Избирательная реформа и канализирование народного недовольства на бюрократию были попытками очистить и оживить местный государственный аппарат, используя как демократическую ротацию, так и репрессии. Гетти видит избирательную реформу и последующие репрессии как эпизоды в борьбе центра и периферии, приводя собственные слова Сталина: «Выборы будут хлыстом в руках населения против плохо работающих чиновников органов власти»[185]. Как это работало?
Весьма показательным примером этой тенденции стала серия из 30 сельских показательных процессов над местными руководителями осенью 1937 года, описанная Фицпатрик. Тогда областных и сельских чиновников обвиняли в неудовлетворении не государственных, а крестьянских нужд, в злоупотреблении властью, в наложении непомерно высоких норм закупок зерна и произвольных штрафов, замаскированных под «налогообложение» или «государственные кредиты». Они обвинялись в подавлении колхозной демократии, предоставлении колхозникам возможности уехать в города в голодном 1936 году или в принятии возвращавшихся ссыльных кулаков обратно в колхоз, тем самым демонстрируя примирение с «классовым врагом». Тот факт, что на тот момент это была официальная политика интеграции бывших кулаков, никогда не упоминался[186]. Партия проводила контролируемую демократию, когда инициировала судебные процессы на местах для борьбы с произволом, коррупцией, некомпетентностью, а также неповиновением. Каков был результат? Шейла Фицпатрик считает, что это было относительно эффективно: крестьяне выпустили пар своего недовольства и «усиливали свое влияние на выбор и отстранение от должности колхозных председателей»[187].

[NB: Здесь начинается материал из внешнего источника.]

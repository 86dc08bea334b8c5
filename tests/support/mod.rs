//! テスト用ヘルパー

#![allow(dead_code)]

use axum::body::Body;
use axum::http::Request;
use axum::Router;
use relayhub::common::auth::{User, UserRole};
use relayhub::db::settings::SettingsStorage;
use relayhub::{api, AppState};
use sqlx::SqlitePool;

/// テスト用のJWT秘密鍵
pub const TEST_JWT_SECRET: &str = "test-jwt-secret-key-for-testing-only";

/// テスト用アプリケーション一式
pub struct TestApp {
    /// axumルーター（.oneshot()で叩く）
    pub app: Router,
    /// データベース接続プール
    pub db_pool: SqlitePool,
}

/// テスト用のSQLiteデータベースプールを作成する
pub async fn create_test_db_pool() -> SqlitePool {
    let pool = SqlitePool::connect("sqlite::memory:")
        .await
        .expect("Failed to create in-memory SQLite pool");

    sqlx::migrate!("./migrations")
        .run(&pool)
        .await
        .expect("Failed to run migrations");

    pool
}

/// テスト用アプリケーションを構築する
pub async fn build_app() -> TestApp {
    let db_pool = create_test_db_pool().await;

    SettingsStorage::new(db_pool.clone())
        .seed_defaults()
        .await
        .expect("Failed to seed settings");

    let state = AppState {
        db_pool: db_pool.clone(),
        jwt_secret: TEST_JWT_SECRET.to_string(),
        http_client: reqwest::Client::new(),
    };

    TestApp {
        app: api::create_app(state),
        db_pool,
    }
}

/// テストユーザーを作成する
pub async fn create_user(
    pool: &SqlitePool,
    username: &str,
    password: &str,
    role: UserRole,
) -> User {
    let password_hash =
        relayhub::auth::password::hash_password(password).expect("Failed to hash password");
    relayhub::db::users::create(pool, username, &password_hash, role)
        .await
        .expect("Failed to create test user")
}

/// ユーザーのセッショントークンを発行する
pub fn token_for(user: &User) -> String {
    relayhub::auth::jwt::create_jwt(
        &user.id.to_string(),
        &user.username,
        user.role,
        TEST_JWT_SECRET,
    )
    .expect("Failed to create test JWT")
}

/// 認証ヘッダー付きのリクエストビルダー
pub fn authed_request(token: &str) -> axum::http::request::Builder {
    Request::builder().header("authorization", format!("Bearer {}", token))
}

/// レスポンスボディをJSONとして読む
pub async fn body_json(response: axum::response::Response) -> serde_json::Value {
    let bytes = axum::body::to_bytes(response.into_body(), usize::MAX)
        .await
        .expect("Failed to read body");
    serde_json::from_slice(&bytes).expect("Body is not valid JSON")
}

/// JSONボディ付きリクエストを組み立てる
pub fn json_body(value: &serde_json::Value) -> Body {
    Body::from(serde_json::to_vec(value).expect("Failed to serialize body"))
}
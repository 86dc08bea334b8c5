//! 認証ミドルウェア
//!
//! Authorizationヘッダー（Bearer）またはセッションCookieからJWTを抽出して検証する

use axum::{
    extract::{Request, State},
    http::{header, StatusCode},
    middleware::Next,
    response::{IntoResponse, Response},
};

use super::SESSION_COOKIE;
use crate::AppState;

/// リクエストからセッショントークンを抽出
///
/// 優先順位:
/// 1. `Authorization: Bearer {token}`
/// 2. セッションCookie
fn extract_token(request: &Request) -> Option<String> {
    if let Some(auth_header) = request
        .headers()
        .get(header::AUTHORIZATION)
        .and_then(|h| h.to_str().ok())
    {
        if let Some(token) = auth_header.strip_prefix("Bearer ") {
            return Some(token.to_string());
        }
    }

    request
        .headers()
        .get(header::COOKIE)
        .and_then(|h| h.to_str().ok())
        .and_then(|cookies| {
            cookies.split(';').find_map(|pair| {
                let (name, value) = pair.trim().split_once('=')?;
                (name == SESSION_COOKIE).then(|| value.to_string())
            })
        })
}

/// セッション認証ミドルウェア
///
/// 検証済みのClaimsをrequestの拡張データに格納する
///
/// # Returns
/// * `Ok(Response)` - 認証成功
/// * `Err(Response)` - 認証失敗、401 Unauthorized
pub async fn session_auth_middleware(
    State(state): State<AppState>,
    mut request: Request,
    next: Next,
) -> Result<Response, Response> {
    let token = extract_token(&request).ok_or_else(|| {
        (StatusCode::UNAUTHORIZED, "Missing session token".to_string()).into_response()
    })?;

    let claims = crate::auth::jwt::verify_jwt(&token, &state.jwt_secret).map_err(|e| {
        tracing::warn!("JWT verification failed: {}", e);
        (StatusCode::UNAUTHORIZED, "Invalid session token".to_string()).into_response()
    })?;

    request.extensions_mut().insert(claims);

    Ok(next.run(request).await)
}
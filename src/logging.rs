//! ロギング初期化ユーティリティ

use tracing_subscriber::{layer::SubscriberExt, util::SubscriberInitExt, EnvFilter};

/// tracingサブスクライバを初期化
///
/// `RUST_LOG`が未設定の場合は`relayhub=info,tower_http=info`を使用する。
/// 二重初期化はエラーとして返す（テストでは無視してよい）。
pub fn init() -> Result<(), Box<dyn std::error::Error + Send + Sync>> {
    let filter = EnvFilter::try_from_default_env()
        .unwrap_or_else(|_| EnvFilter::new("relayhub=info,tower_http=info"));

    tracing_subscriber::registry()
        .with(filter)
        .with(tracing_subscriber::fmt::layer())
        .try_init()?;

    Ok(())
}
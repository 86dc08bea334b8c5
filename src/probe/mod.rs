//! モデルプロービングサブシステム
//!
//! ステーションのモデル一覧取得・バッチ接続テスト・額度照会・
//! 全ステーション有効性集計を提供する。

/// モデル一覧取得
pub mod lister;

/// バッチプローブエンジン
pub mod engine;

/// ストリーミング応答の集約
pub mod sse;

/// 額度照会（ベストエフォート）
pub mod usage;

/// 全ステーション有効性集計
pub mod validity;

pub use engine::{ProbeEngine, ProbeOutcome, ProbeRequest, ProbeResult};
pub use lister::ModelListing;
pub use validity::{StationValidity, ValiditySummary};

Кампании 1936 года ставили своей целью улучшение функционирования политической системы. Государство манипулировало обсуждением конституции, направляя ее в желаемое русло, в том числе подстрекая население к борьбе с бюрократией.
6.3. Политическое участие: управляемое и добровольное
Ключевыми мобилизационными мероприятиями вокруг конституции стали публикация проекта в газетах 12 июня, митинги на предприятиях и в организациях, проработка текста в кружках и внеочередной VIII съезд Советов, открывшийся 25 ноября в Москве. Кульминацией съезда стал доклад Сталина о проекте конституции, транслировавшийся по радио на всю страну.
Историки обычно подчеркивают обязательный характер участия в советских мобилизациях. В 1980-х годах политологи пришли к выводу, что политическое участие в СССР было преимущественно ритуальным как для правителей, так и для граждан, поскольку оно не влияло на решения правительства, а выполняло функции по воспитанию лояльности и интеграции. Тем не менее, уже тогда некоторые авторы признавали, что осмысленное участие все же имело место, часто поперек мэйнстрима[188]. Позднее исследования в области культуры, антропологии и школа субъектности поставили под сомнение представление об участии в политической жизни как о чистом маскараде: они нарисовали более нюансированную картину. В научных дебатах о практике сопротивления и социальной мимикрии школа субъектности указала на практики потребления идеологии и сознательного построения советской идентичности[189]. Алексей Юрчак смещает акцент с содержательного измерения избирательного ритуала (наличие одного или нескольких кандидатов) на перформативное измерение: участвуя в ритуальных актах, гражданин воспроизводил себя как «нормального» советского человека в системе политических отношений[190]. В стремлении государства контролировать поведение и мышление своих граждан Карен Петроне[191] и Сергей Екельчик также отмечают акцент не на содержании, а на форме участия (тотальность участия в случае конституционной кампании). В любом случае, партийное государство не могло контролировать убеждения граждан так же эффективно, как их присутствие на собраниях. Описывая различные формы участия и их мотивацию, я утверждаю в этой главе, что даже на фоне известной массовой пассивности, абсентеизме и контроле публичной сферы с организованными выступлениями, ритуалами и энтузиазмом, кампании позволяли некоторую степень автономного выражения – как публичного, так и скрытого. В 1930-х годах первое советское поколение в силу молодости еще не исчерпало свои резервы доверия и энтузиазма. Старшее поколение еще не устранилось от дискуссии, так как не воспринимало государственный официальный дискурс как должное и единственно возможное; для народа авторитарный дискурс еще не окаменел, как в эпоху позднего сталинизма. Сохранялась еще вера в изменения. Все это оставило возможность для конструктивного участия, переговоров и заинтересованного вклада в дискуссию о конституции.